### Assignment
Every line below that holds the string "into" should be copied out.
= Beginning of Section =
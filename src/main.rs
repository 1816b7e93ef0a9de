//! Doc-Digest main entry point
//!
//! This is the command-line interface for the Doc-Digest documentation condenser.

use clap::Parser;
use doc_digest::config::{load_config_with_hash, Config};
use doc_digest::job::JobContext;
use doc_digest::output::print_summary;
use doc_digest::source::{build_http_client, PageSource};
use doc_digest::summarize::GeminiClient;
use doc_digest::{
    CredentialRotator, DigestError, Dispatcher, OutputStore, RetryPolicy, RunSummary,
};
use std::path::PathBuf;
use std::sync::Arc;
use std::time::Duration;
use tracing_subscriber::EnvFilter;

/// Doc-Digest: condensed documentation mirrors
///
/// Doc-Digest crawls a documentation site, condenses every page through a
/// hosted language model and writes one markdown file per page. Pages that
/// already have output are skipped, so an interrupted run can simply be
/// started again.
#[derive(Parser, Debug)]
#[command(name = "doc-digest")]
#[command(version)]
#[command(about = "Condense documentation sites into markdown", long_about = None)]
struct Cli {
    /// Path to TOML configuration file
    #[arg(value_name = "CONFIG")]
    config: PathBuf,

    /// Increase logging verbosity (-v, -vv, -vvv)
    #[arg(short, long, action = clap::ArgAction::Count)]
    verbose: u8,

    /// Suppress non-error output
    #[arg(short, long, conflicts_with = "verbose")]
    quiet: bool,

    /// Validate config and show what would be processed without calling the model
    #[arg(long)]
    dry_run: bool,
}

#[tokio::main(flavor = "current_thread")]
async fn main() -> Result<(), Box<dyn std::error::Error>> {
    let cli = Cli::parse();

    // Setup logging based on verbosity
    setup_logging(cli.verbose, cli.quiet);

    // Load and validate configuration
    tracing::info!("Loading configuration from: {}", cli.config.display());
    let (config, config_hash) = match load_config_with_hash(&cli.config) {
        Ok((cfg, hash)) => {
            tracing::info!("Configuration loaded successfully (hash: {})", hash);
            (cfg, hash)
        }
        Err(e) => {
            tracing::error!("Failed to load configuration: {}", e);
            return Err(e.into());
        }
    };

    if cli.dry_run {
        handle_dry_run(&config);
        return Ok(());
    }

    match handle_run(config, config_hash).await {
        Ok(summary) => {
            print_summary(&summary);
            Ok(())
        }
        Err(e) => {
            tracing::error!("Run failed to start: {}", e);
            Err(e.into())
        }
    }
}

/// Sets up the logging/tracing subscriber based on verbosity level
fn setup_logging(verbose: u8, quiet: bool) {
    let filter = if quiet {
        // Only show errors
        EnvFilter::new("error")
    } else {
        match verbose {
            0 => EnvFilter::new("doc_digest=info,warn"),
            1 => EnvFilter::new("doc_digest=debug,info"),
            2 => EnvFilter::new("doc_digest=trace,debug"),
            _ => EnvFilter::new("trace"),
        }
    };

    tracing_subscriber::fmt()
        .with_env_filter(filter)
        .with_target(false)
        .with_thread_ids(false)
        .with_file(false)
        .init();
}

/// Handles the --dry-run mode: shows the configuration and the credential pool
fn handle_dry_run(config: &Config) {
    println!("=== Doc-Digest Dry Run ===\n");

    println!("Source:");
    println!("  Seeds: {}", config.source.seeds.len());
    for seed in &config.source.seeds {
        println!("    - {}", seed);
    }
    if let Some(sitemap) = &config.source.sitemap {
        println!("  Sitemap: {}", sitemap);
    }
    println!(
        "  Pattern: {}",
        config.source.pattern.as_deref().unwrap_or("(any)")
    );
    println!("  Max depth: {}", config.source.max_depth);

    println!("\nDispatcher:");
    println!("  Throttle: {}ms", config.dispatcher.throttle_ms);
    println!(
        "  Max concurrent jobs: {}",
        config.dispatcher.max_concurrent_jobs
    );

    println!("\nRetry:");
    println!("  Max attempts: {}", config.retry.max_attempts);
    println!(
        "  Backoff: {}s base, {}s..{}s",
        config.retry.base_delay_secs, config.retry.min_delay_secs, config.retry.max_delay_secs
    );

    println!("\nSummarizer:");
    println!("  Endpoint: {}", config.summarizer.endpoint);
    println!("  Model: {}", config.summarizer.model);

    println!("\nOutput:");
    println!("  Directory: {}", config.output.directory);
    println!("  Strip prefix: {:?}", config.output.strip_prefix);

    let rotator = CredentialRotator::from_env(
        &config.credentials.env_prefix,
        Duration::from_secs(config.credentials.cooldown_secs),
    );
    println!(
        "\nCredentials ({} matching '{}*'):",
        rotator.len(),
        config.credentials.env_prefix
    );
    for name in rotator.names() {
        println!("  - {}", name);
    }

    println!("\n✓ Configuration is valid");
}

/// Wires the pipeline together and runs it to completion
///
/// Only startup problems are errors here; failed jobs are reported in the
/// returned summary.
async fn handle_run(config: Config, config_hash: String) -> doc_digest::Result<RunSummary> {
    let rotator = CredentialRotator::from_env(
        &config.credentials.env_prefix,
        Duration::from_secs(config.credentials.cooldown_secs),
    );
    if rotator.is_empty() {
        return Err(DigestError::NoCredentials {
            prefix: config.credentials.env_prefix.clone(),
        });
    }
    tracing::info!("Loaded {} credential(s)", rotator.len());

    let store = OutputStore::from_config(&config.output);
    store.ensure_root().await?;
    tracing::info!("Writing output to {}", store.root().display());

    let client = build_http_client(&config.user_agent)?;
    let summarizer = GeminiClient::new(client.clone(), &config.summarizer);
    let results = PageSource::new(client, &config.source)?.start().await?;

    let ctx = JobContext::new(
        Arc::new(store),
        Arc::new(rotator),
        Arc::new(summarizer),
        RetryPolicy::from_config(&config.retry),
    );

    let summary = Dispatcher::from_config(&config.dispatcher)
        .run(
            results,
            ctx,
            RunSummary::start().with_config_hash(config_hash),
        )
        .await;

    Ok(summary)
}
= End of Section =
### Written solution
#[command(about = "Condense documentation sites into markdown", long_about = None)]
            return Err(e.into());
            Err(e.into())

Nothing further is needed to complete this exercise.